Stored items
________
//! Random maze generation.
//!
//! - **Backtracker**: a randomized depth-first carve producing a perfect maze
//!   (exactly one route between any two open cells).
//! - **Braid**: knock extra holes into an existing maze to create loops.
//! - **Scatter**: independent random walls, for fuzzing.

use rand::{Rng, RngExt};

use crate::cell::MazeCell;
use crate::error::MazeError;
use crate::geom::Position;
use crate::maze::Maze;

/// Maze generator driven by a caller-supplied random source.
pub struct MazeGen<R: Rng> {
    pub rng: R,
}

impl<R: Rng> MazeGen<R> {
    pub fn new(rng: R) -> Self {
        Self { rng }
    }

    /// Carve a perfect maze with a randomized depth-first backtracker.
    ///
    /// Dimensions are rounded up to odd values of at least 3. The outer
    /// border is solid; rooms sit on odd coordinates, so `(1, 1)` and
    /// `(width - 2, height - 2)` are always open and connected.
    pub fn backtracker(&mut self, width: usize, height: usize) -> Result<Maze, MazeError> {
        if width == 0 || height == 0 {
            return Err(MazeError::Empty);
        }
        let width = (width | 1).max(3);
        let height = (height | 1).max(3);
        let mut maze = Maze::filled(width, height, MazeCell::WALL)?;

        let origin = Position::new(1, 1);
        maze.set_wall(origin, false);
        let mut stack = vec![origin];
        let mut options = Vec::with_capacity(4);

        while let Some(&current) = stack.last() {
            options.clear();
            options.extend(
                Position::DIRECTIONS
                    .iter()
                    .map(|&d| current + d + d)
                    .filter(|&room| Self::is_room(&maze, room) && maze.is_wall(room)),
            );
            if options.is_empty() {
                stack.pop();
                continue;
            }
            let room = options[self.rng.random_range(0..options.len())];
            let between = Position::new((current.x + room.x) / 2, (current.z + room.z) / 2);
            maze.set_wall(between, false);
            maze.set_wall(room, false);
            stack.push(room);
        }

        Ok(maze)
    }

    /// Open up to `count` interior walls that join two open cells in a
    /// straight line, adding loops. Returns how many walls were removed.
    pub fn braid(&mut self, maze: &mut Maze, count: usize) -> usize {
        let mut candidates: Vec<Position> = maze
            .iter()
            .filter(|&(p, c)| c.is_wall && Self::joins_open_cells(maze, p))
            .map(|(p, _)| p)
            .collect();

        let mut removed = 0;
        while removed < count && !candidates.is_empty() {
            let i = self.rng.random_range(0..candidates.len());
            let p = candidates.swap_remove(i);
            maze.set_wall(p, false);
            removed += 1;
        }
        removed
    }

    /// A maze where each cell is a wall with probability `wall_pct`.
    pub fn scatter(
        &mut self,
        width: usize,
        height: usize,
        wall_pct: f64,
    ) -> Result<Maze, MazeError> {
        let mut maze = Maze::new(width, height)?;
        for z in 0..height {
            for x in 0..width {
                let r: f64 = self.rng.random();
                if r < wall_pct {
                    maze.set_wall(Position::new(x as i32, z as i32), true);
                }
            }
        }
        Ok(maze)
    }

    /// Whether `p` is an interior cell on odd coordinates.
    fn is_room(maze: &Maze, p: Position) -> bool {
        p.x > 0
            && p.z > 0
            && (p.x as usize) < maze.width() - 1
            && (p.z as usize) < maze.height() - 1
            && p.x % 2 == 1
            && p.z % 2 == 1
    }

    fn joins_open_cells(maze: &Maze, p: Position) -> bool {
        let [n, s, w, e] = p.neighbors_4();
        let vertical = maze.is_walkable(n) && maze.is_walkable(s);
        let horizontal = maze.is_walkable(w) && maze.is_walkable(e);
        vertical || horizontal
    }
}
use std::fmt;

use mazepath_core::MazeError;

/// Errors raised before a search starts.
///
/// An unreachable goal is not an error; it yields a [`SearchResult`] with an
/// empty path.
///
/// [`SearchResult`]: crate::SearchResult
#[derive(Debug, Clone, PartialEq, Eq)]
pub enum SearchError {
    /// The maze or an endpoint violates the grid invariants.
    Maze(MazeError),
}

impl fmt::Display for SearchError {
    fn fmt(&self, f: &mut fmt::Formatter<'_>) -> fmt::Result {
        match self {
            Self::Maze(e) => write!(f, "invalid search input: {e}"),
        }
    }
}

impl std::error::Error for SearchError {
    fn source(&self) -> Option<&(dyn std::error::Error + 'static)> {
        match self {
            Self::Maze(e) => Some(e),
        }
    }
}

impl From<MazeError> for SearchError {
    fn from(e: MazeError) -> Self {
        Self::Maze(e)
    }
}
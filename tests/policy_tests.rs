use licentia::{LicentiaError, ReconcilePolicy};
use pretty_assertions::assert_eq;

#[test]
fn defaults_carry_vendor_recommendation() {
    let policy = ReconcilePolicy::default();
    assert_eq!(policy.days_between_checks, 90);
    assert_eq!(policy.grace_period_days, 14);
    assert!(!policy.skip_offline);
    assert!(!policy.show_inet_error_offline);
}

#[test]
fn default_policy_validates() {
    assert!(ReconcilePolicy::default().validate().is_ok());
}

#[test]
fn zero_grace_period_is_allowed() {
    let policy = ReconcilePolicy {
        grace_period_days: 0,
        ..ReconcilePolicy::default()
    };
    assert!(policy.validate().is_ok());
}

#[test]
fn zero_days_between_checks_is_rejected() {
    let policy = ReconcilePolicy {
        days_between_checks: 0,
        ..ReconcilePolicy::default()
    };
    assert!(matches!(
        policy.validate(),
        Err(LicentiaError::PolicyInvalid(_))
    ));
}

#[test]
fn policy_round_trips_through_json() {
    let policy = ReconcilePolicy {
        days_between_checks: 30,
        grace_period_days: 7,
        skip_offline: true,
        show_inet_error_offline: true,
    };
    let json = serde_json::to_string(&policy).unwrap();
    let back: ReconcilePolicy = serde_json::from_str(&json).unwrap();
    assert_eq!(policy, back);
}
________
> _Task_
The data is to be reproduced in full, every line intact.

> _Expected answer_
//! Random maze generation.
//!
//! - **Backtracker**: a randomized depth-first carve producing a perfect maze
//!   (exactly one route between any two open cells).
//! - **Braid**: knock extra holes into an existing maze to create loops.
//! - **Scatter**: independent random walls, for fuzzing.

use rand::{Rng, RngExt};

use crate::cell::MazeCell;
use crate::error::MazeError;
use crate::geom::Position;
use crate::maze::Maze;

/// Maze generator driven by a caller-supplied random source.
pub struct MazeGen<R: Rng> {
    pub rng: R,
}

impl<R: Rng> MazeGen<R> {
    pub fn new(rng: R) -> Self {
        Self { rng }
    }

    /// Carve a perfect maze with a randomized depth-first backtracker.
    ///
    /// Dimensions are rounded up to odd values of at least 3. The outer
    /// border is solid; rooms sit on odd coordinates, so `(1, 1)` and
    /// `(width - 2, height - 2)` are always open and connected.
    pub fn backtracker(&mut self, width: usize, height: usize) -> Result<Maze, MazeError> {
        if width == 0 || height == 0 {
            return Err(MazeError::Empty);
        }
        let width = (width | 1).max(3);
        let height = (height | 1).max(3);
        let mut maze = Maze::filled(width, height, MazeCell::WALL)?;

        let origin = Position::new(1, 1);
        maze.set_wall(origin, false);
        let mut stack = vec![origin];
        let mut options = Vec::with_capacity(4);

        while let Some(&current) = stack.last() {
            options.clear();
            options.extend(
                Position::DIRECTIONS
                    .iter()
                    .map(|&d| current + d + d)
                    .filter(|&room| Self::is_room(&maze, room) && maze.is_wall(room)),
            );
            if options.is_empty() {
                stack.pop();
                continue;
            }
            let room = options[self.rng.random_range(0..options.len())];
            let between = Position::new((current.x + room.x) / 2, (current.z + room.z) / 2);
            maze.set_wall(between, false);
            maze.set_wall(room, false);
            stack.push(room);
        }

        Ok(maze)
    }

    /// Open up to `count` interior walls that join two open cells in a
    /// straight line, adding loops. Returns how many walls were removed.
    pub fn braid(&mut self, maze: &mut Maze, count: usize) -> usize {
        let mut candidates: Vec<Position> = maze
            .iter()
            .filter(|&(p, c)| c.is_wall && Self::joins_open_cells(maze, p))
            .map(|(p, _)| p)
            .collect();

        let mut removed = 0;
        while removed < count && !candidates.is_empty() {
            let i = self.rng.random_range(0..candidates.len());
            let p = candidates.swap_remove(i);
            maze.set_wall(p, false);
            removed += 1;
        }
        removed
    }

    /// A maze where each cell is a wall with probability `wall_pct`.
    pub fn scatter(
        &mut self,
        width: usize,
        height: usize,
        wall_pct: f64,
    ) -> Result<Maze, MazeError> {
        let mut maze = Maze::new(width, height)?;
        for z in 0..height {
            for x in 0..width {
                let r: f64 = self.rng.random();
                if r < wall_pct {
                    maze.set_wall(Position::new(x as i32, z as i32), true);
                }
            }
        }
        Ok(maze)
    }

    /// Whether `p` is an interior cell on odd coordinates.
    fn is_room(maze: &Maze, p: Position) -> bool {
        p.x > 0
            && p.z > 0
            && (p.x as usize) < maze.width() - 1
            && (p.z as usize) < maze.height() - 1
            && p.x % 2 == 1
            && p.z % 2 == 1
    }

    fn joins_open_cells(maze: &Maze, p: Position) -> bool {
        let [n, s, w, e] = p.neighbors_4();
        let vertical = maze.is_walkable(n) && maze.is_walkable(s);
        let horizontal = maze.is_walkable(w) && maze.is_walkable(e);
        vertical || horizontal
    }
}
use std::fmt;

use mazepath_core::MazeError;

/// Errors raised before a search starts.
///
/// An unreachable goal is not an error; it yields a [`SearchResult`] with an
/// empty path.
///
/// [`SearchResult`]: crate::SearchResult
#[derive(Debug, Clone, PartialEq, Eq)]
pub enum SearchError {
    /// The maze or an endpoint violates the grid invariants.
    Maze(MazeError),
}

impl fmt::Display for SearchError {
    fn fmt(&self, f: &mut fmt::Formatter<'_>) -> fmt::Result {
        match self {
            Self::Maze(e) => write!(f, "invalid search input: {e}"),
        }
    }
}

impl std::error::Error for SearchError {
    fn source(&self) -> Option<&(dyn std::error::Error + 'static)> {
        match self {
            Self::Maze(e) => Some(e),
        }
    }
}

impl From<MazeError> for SearchError {
    fn from(e: MazeError) -> Self {
        Self::Maze(e)
    }
}
filename tests/policy_tests.rs
use licentia::{LicentiaError, ReconcilePolicy};
use pretty_assertions::assert_eq;

#[test]
fn defaults_carry_vendor_recommendation() {
    let policy = ReconcilePolicy::default();
    assert_eq!(policy.days_between_checks, 90);
    assert_eq!(policy.grace_period_days, 14);
    assert!(!policy.skip_offline);
    assert!(!policy.show_inet_error_offline);
}

#[test]
fn default_policy_validates() {
    assert!(ReconcilePolicy::default().validate().is_ok());
}

#[test]
fn zero_grace_period_is_allowed() {
    let policy = ReconcilePolicy {
        grace_period_days: 0,
        ..ReconcilePolicy::default()
    };
    assert!(policy.validate().is_ok());
}

#[test]
fn zero_days_between_checks_is_rejected() {
    let policy = ReconcilePolicy {
        days_between_checks: 0,
        ..ReconcilePolicy::default()
    };
    assert!(matches!(
        policy.validate(),
        Err(LicentiaError::PolicyInvalid(_))
    ));
}

#[test]
fn policy_round_trips_through_json() {
    let policy = ReconcilePolicy {
        days_between_checks: 30,
        grace_period_days: 7,
        skip_offline: true,
        show_inet_error_offline: true,
    };
    let json = serde_json::to_string(&policy).unwrap();
    let back: ReconcilePolicy = serde_json::from_str(&json).unwrap();
    assert_eq!(policy, back);
}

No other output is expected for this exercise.